The Dreadful Hoop Snake
By Frederick Boyce
The king cobra, the longest and arguably most intelligent of all venomous
snakes, is the only snake that actually constructs a nest of vegetation for its eggs.
Both parents guard the nest, and they will readily chase humans and anything
else, even tigers and elephants, out of their nesting area. They do not specifically
choose to terrorize people—they are simply protecting their young, the right of
any creature.
Aside from this one possible exception, snakes do not chase people. That
bears repeating; snakes do not chase people. Period. I have spent much of the past
50-plus years chasing after every kind of snake you might think of (and many
more you might not) and have given them every opportunity (and every reason)
to chase me. Not one, not a single one, has ever done anything that I could even
remotely construe as “chasing” me, and this absolutely includes many hundreds
of both cottonmouths (or “water moccasins”) and black racers, the two species
that are most often falsely accused of chasing people.

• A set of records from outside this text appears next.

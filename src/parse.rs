//! Parse Module
//!
//! Front ends that turn source text into the trees the serializers read.
//! HTML goes through html5ever, JSON through serde_json. CSS uses a small
//! rule reader: plain rules and `@keyframes` are kept, every other at-rule is
//! skipped.

use html5ever::parse_document;
use lazy_static::lazy_static;
use markup5ever_rcdom::{Handle, NodeData, RcDom};
use regex::Regex;
use serde::Deserialize;
use tendril::TendrilSink;

use crate::dialect::DEFAULT_MAX_DEPTH;
use crate::error::{NotationError, Result};
use crate::ir::{
    AttributeIR, Declaration, ElementNode, HtmlNode, JsonValue, KeyframeRule, KeyframesBlock,
    PlainRule, StyleRule, Stylesheet, TextNode,
};

lazy_static! {
    /// CSS comments. Replaced by their newlines so reported lines stay right.
    static ref CSS_COMMENT_RE: Regex = Regex::new(r"(?s)/\*.*?\*/").unwrap();
}

// ═══════════════════════════════════════════════════════════════════════════════
// HTML
// ═══════════════════════════════════════════════════════════════════════════════

/// Parse an HTML snippet and return the element children of its `<body>`.
///
/// Top-level text is skipped, as are comments, doctypes and processing
/// instructions anywhere in the tree. Content html5ever hoists into `<head>`
/// (`<title>`, `<meta>`, ...) is not part of the result.
pub fn parse_html(html: &str) -> Result<Vec<ElementNode>> {
    parse_html_with_limit(html, DEFAULT_MAX_DEPTH)
}

pub fn parse_html_with_limit(html: &str, max_depth: usize) -> Result<Vec<ElementNode>> {
    let dom = parse_document(RcDom::default(), Default::default())
        .from_utf8()
        .read_from(&mut html.as_bytes())
        .map_err(|e| NotationError::parse("html", format!("Failed to parse HTML: {}", e)))?;

    let mut nodes = Vec::new();
    collect_body_content(&dom.document, &mut nodes, max_depth)?;
    Ok(nodes)
}

fn collect_body_content(
    handle: &Handle,
    nodes: &mut Vec<ElementNode>,
    max_depth: usize,
) -> Result<()> {
    match &handle.data {
        NodeData::Document => {
            for child in handle.children.borrow().iter() {
                collect_body_content(child, nodes, max_depth)?;
            }
        }
        NodeData::Element { name, .. } => match &*name.local {
            "html" => {
                for child in handle.children.borrow().iter() {
                    collect_body_content(child, nodes, max_depth)?;
                }
            }
            "body" => {
                for child in handle.children.borrow().iter() {
                    if let Some(element) = convert_element(child, 0, max_depth)? {
                        nodes.push(element);
                    }
                }
            }
            _ => {}
        },
        _ => {}
    }
    Ok(())
}

/// Convert a DOM element. Returns `None` for anything that is not an element.
fn convert_element(handle: &Handle, depth: usize, max_depth: usize) -> Result<Option<ElementNode>> {
    let (name, attrs) = match &handle.data {
        NodeData::Element { name, attrs, .. } => (name, attrs),
        _ => return Ok(None),
    };
    if depth >= max_depth {
        return Err(NotationError::DepthExceeded { limit: max_depth });
    }

    let attributes = attrs
        .borrow()
        .iter()
        .map(|attr| AttributeIR {
            name: attr.name.local.to_string(),
            value: attr.value.to_string(),
        })
        .collect();

    let mut children = Vec::new();
    for child in handle.children.borrow().iter() {
        match &child.data {
            NodeData::Text { contents } => children.push(HtmlNode::Text(TextNode {
                value: contents.borrow().to_string(),
            })),
            NodeData::Element { .. } => {
                if let Some(element) = convert_element(child, depth + 1, max_depth)? {
                    children.push(HtmlNode::Element(element));
                }
            }
            NodeData::Comment { .. }
            | NodeData::Doctype { .. }
            | NodeData::ProcessingInstruction { .. }
            | NodeData::Document => {}
        }
    }

    Ok(Some(ElementNode {
        tag: name.local.to_string(),
        attributes,
        children,
    }))
}

// ═══════════════════════════════════════════════════════════════════════════════
// JSON
// ═══════════════════════════════════════════════════════════════════════════════

/// Parse a JSON document, keeping object keys in source order.
pub fn parse_json(text: &str) -> Result<JsonValue> {
    parse_json_with_limit(text, DEFAULT_MAX_DEPTH)
}

/// Like [`parse_json`], failing with `DepthExceeded` when arrays and objects
/// nest deeper than `max_depth`.
pub fn parse_json_with_limit(text: &str, max_depth: usize) -> Result<JsonValue> {
    check_json_nesting(text, max_depth)?;

    let mut deserializer = serde_json::Deserializer::from_str(text);
    deserializer.disable_recursion_limit();
    let value = serde_json::Value::deserialize(&mut deserializer)?;
    deserializer.end()?;
    Ok(JsonValue::from(value))
}

/// Counts open `[`/`{` outside strings. Malformed input is left for
/// serde_json to report.
fn check_json_nesting(text: &str, max_depth: usize) -> Result<()> {
    let mut depth = 0usize;
    let mut in_string = false;
    let mut escaped = false;

    for b in text.bytes() {
        if in_string {
            match b {
                _ if escaped => escaped = false,
                b'\\' => escaped = true,
                b'"' => in_string = false,
                _ => {}
            }
            continue;
        }
        match b {
            b'"' => in_string = true,
            b'[' | b'{' => {
                depth += 1;
                if depth > max_depth {
                    return Err(NotationError::DepthExceeded { limit: max_depth });
                }
            }
            b']' | b'}' => depth = depth.saturating_sub(1),
            _ => {}
        }
    }
    Ok(())
}

// ═══════════════════════════════════════════════════════════════════════════════
// CSS
// ═══════════════════════════════════════════════════════════════════════════════

pub fn parse_stylesheet(css: &str) -> Result<Stylesheet> {
    let without_comments = CSS_COMMENT_RE.replace_all(css, |caps: &regex::Captures| {
        caps[0].chars().filter(|c| *c == '\n').collect::<String>()
    });
    let chars: Vec<char> = without_comments.chars().collect();
    let mut rules = Vec::new();
    let mut i = 0;

    while i < chars.len() {
        if chars[i].is_whitespace() {
            i += 1;
            continue;
        }

        let stop = match find_top_level(&chars, i, &['{', ';', '}']) {
            Some(end) => end,
            None => {
                let rest = collect(&chars[i..]);
                return Err(css_error(&chars, i, format!("unterminated rule `{}`", rest.trim())));
            }
        };
        let prelude = collect(&chars[i..stop]).trim().to_string();

        match chars[stop] {
            '}' => return Err(css_error(&chars, stop, "unexpected `}`".to_string())),
            ';' => {
                if prelude.starts_with('@') {
                    tracing::warn!(rule = %prelude, "skipping unsupported at-rule");
                    i = stop + 1;
                    continue;
                }
                return Err(css_error(
                    &chars,
                    i,
                    format!("declaration `{}` outside of a rule", prelude),
                ));
            }
            _ => {}
        }

        let close = find_block_end(&chars, stop)
            .ok_or_else(|| css_error(&chars, stop, format!("unclosed block for `{}`", prelude)))?;
        let body_start = stop + 1;

        if let Some(at_rule) = prelude.strip_prefix('@') {
            let (keyword, name) = match at_rule.find(char::is_whitespace) {
                Some(split) => (&at_rule[..split], at_rule[split..].trim()),
                None => (at_rule, ""),
            };
            if keyword.eq_ignore_ascii_case("keyframes") {
                let keyframes = parse_keyframes(&chars, body_start, close)?;
                rules.push(StyleRule::Keyframes(KeyframesBlock {
                    name: name.to_string(),
                    keyframes,
                }));
            } else {
                tracing::warn!(rule = %prelude, "skipping unsupported at-rule block");
            }
        } else {
            let selectors = split_list(&prelude);
            if selectors.is_empty() {
                return Err(css_error(&chars, stop, "rule without a selector".to_string()));
            }
            let declarations = parse_declarations(&chars, body_start, close)?;
            rules.push(StyleRule::Plain(PlainRule {
                selectors,
                declarations,
            }));
        }

        i = close + 1;
    }

    Ok(Stylesheet { rules })
}

fn parse_keyframes(chars: &[char], start: usize, end: usize) -> Result<Vec<KeyframeRule>> {
    let mut keyframes = Vec::new();
    let mut i = start;

    while i < end {
        if chars[i].is_whitespace() {
            i += 1;
            continue;
        }
        let open = match find_top_level(chars, i, &['{', ';', '}']) {
            Some(pos) if pos < end && chars[pos] == '{' => pos,
            _ => return Err(css_error(chars, i, "expected a keyframe block".to_string())),
        };
        let close = match find_block_end(chars, open) {
            Some(pos) if pos < end => pos,
            _ => return Err(css_error(chars, open, "unclosed keyframe block".to_string())),
        };

        let selectors = split_list(&collect(&chars[i..open]));
        if selectors.is_empty() {
            return Err(css_error(chars, open, "keyframe without a selector".to_string()));
        }
        keyframes.push(KeyframeRule {
            selectors,
            declarations: parse_declarations(chars, open + 1, close)?,
        });
        i = close + 1;
    }

    Ok(keyframes)
}

/// Declarations between `start` and `end` (exclusive), in source order.
fn parse_declarations(chars: &[char], start: usize, end: usize) -> Result<Vec<Declaration>> {
    let mut declarations = Vec::new();
    let mut i = start;

    while i < end {
        let stop = find_top_level(chars, i, &[';', '{', '}'])
            .filter(|pos| *pos < end)
            .unwrap_or(end);
        if stop < end && chars[stop] == '{' {
            return Err(css_error(chars, stop, "nested rules are not supported".to_string()));
        }

        let text = collect(&chars[i..stop]);
        let text = text.trim();
        if !text.is_empty() {
            let (property, value) = text.split_once(':').ok_or_else(|| {
                css_error(chars, i, format!("expected `:` in declaration `{}`", text))
            })?;
            let property = property.trim();
            if property.is_empty() {
                return Err(css_error(chars, i, format!("missing property in `{}`", text)));
            }
            declarations.push(Declaration::new(property, value.trim()));
        }

        i = stop + 1;
    }

    Ok(declarations)
}

/// Split a selector list on top-level commas. `:is(a, b)` stays whole.
fn split_list(text: &str) -> Vec<String> {
    let chars: Vec<char> = text.chars().collect();
    let mut items = Vec::new();
    let mut i = 0;

    loop {
        let end = find_top_level(&chars, i, &[',']).unwrap_or(chars.len());
        let item = collect(&chars[i..end]);
        let item = item.trim();
        if !item.is_empty() {
            items.push(item.to_string());
        }
        if end >= chars.len() {
            break;
        }
        i = end + 1;
    }

    items
}

/// First index at or after `start` holding one of `stops`, outside strings
/// and outside `(...)` / `[...]` groups.
fn find_top_level(chars: &[char], start: usize, stops: &[char]) -> Option<usize> {
    let mut depth = 0usize;
    let mut in_string: Option<char> = None;
    let mut i = start;

    while i < chars.len() {
        let c = chars[i];

        if c == '\\' && i + 1 < chars.len() {
            i += 2;
            continue;
        }

        if let Some(quote) = in_string {
            if c == quote {
                in_string = None;
            }
            i += 1;
            continue;
        }

        match c {
            '"' | '\'' => in_string = Some(c),
            '(' | '[' => depth += 1,
            ')' | ']' => depth = depth.saturating_sub(1),
            _ if depth == 0 && stops.contains(&c) => return Some(i),
            _ => {}
        }
        i += 1;
    }

    None
}

/// Index of the `}` closing the `{` at `open`, skipping strings.
fn find_block_end(chars: &[char], open: usize) -> Option<usize> {
    let mut depth = 0usize;
    let mut in_string: Option<char> = None;
    let mut i = open;

    while i < chars.len() {
        let c = chars[i];

        if c == '\\' && i + 1 < chars.len() {
            i += 2;
            continue;
        }

        if let Some(quote) = in_string {
            if c == quote {
                in_string = None;
            }
            i += 1;
            continue;
        }

        match c {
            '"' | '\'' => in_string = Some(c),
            '{' => depth += 1,
            '}' => {
                depth = depth.saturating_sub(1);
                if depth == 0 {
                    return Some(i);
                }
            }
            _ => {}
        }
        i += 1;
    }

    None
}

fn collect(chars: &[char]) -> String {
    chars.iter().collect()
}

fn css_error(chars: &[char], at: usize, message: String) -> NotationError {
    let line = chars[..at.min(chars.len())]
        .iter()
        .filter(|c| **c == '\n')
        .count()
        + 1;
    NotationError::parse("css", format!("line {}: {}", line, message))
}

Many snakes are indeed capable of putting on some mighty impressive
defensive displays that are entirely bluff and bluster, and I can easily see how
these Academy-award-winning performances might scare the wits out of
someone who is already afraid of snakes, and therefore likely to be unfamiliar
with their ways. But... chase? Seriously?
To me, the word “chase” entails running for your life. I was once chased by a
pack of vicious attack dogs, and that was truly a frightening experience. I ran
faster than I ever thought I could and narrowly escaped being mauled. Now that
is being chased, and about 6 to 10 times as many people are killed by dogs as by
snakes each year in the U.S.
Snakes, on the other hand, are actually much better at escaping from me—
diving quickly into cover, disappearing down a crack or hole, into water or an
impenetrable thicket. I have often wished that they would chase me. But even if
they did, I have yet to meet a snake that I couldn’t outdistance in just a few steps.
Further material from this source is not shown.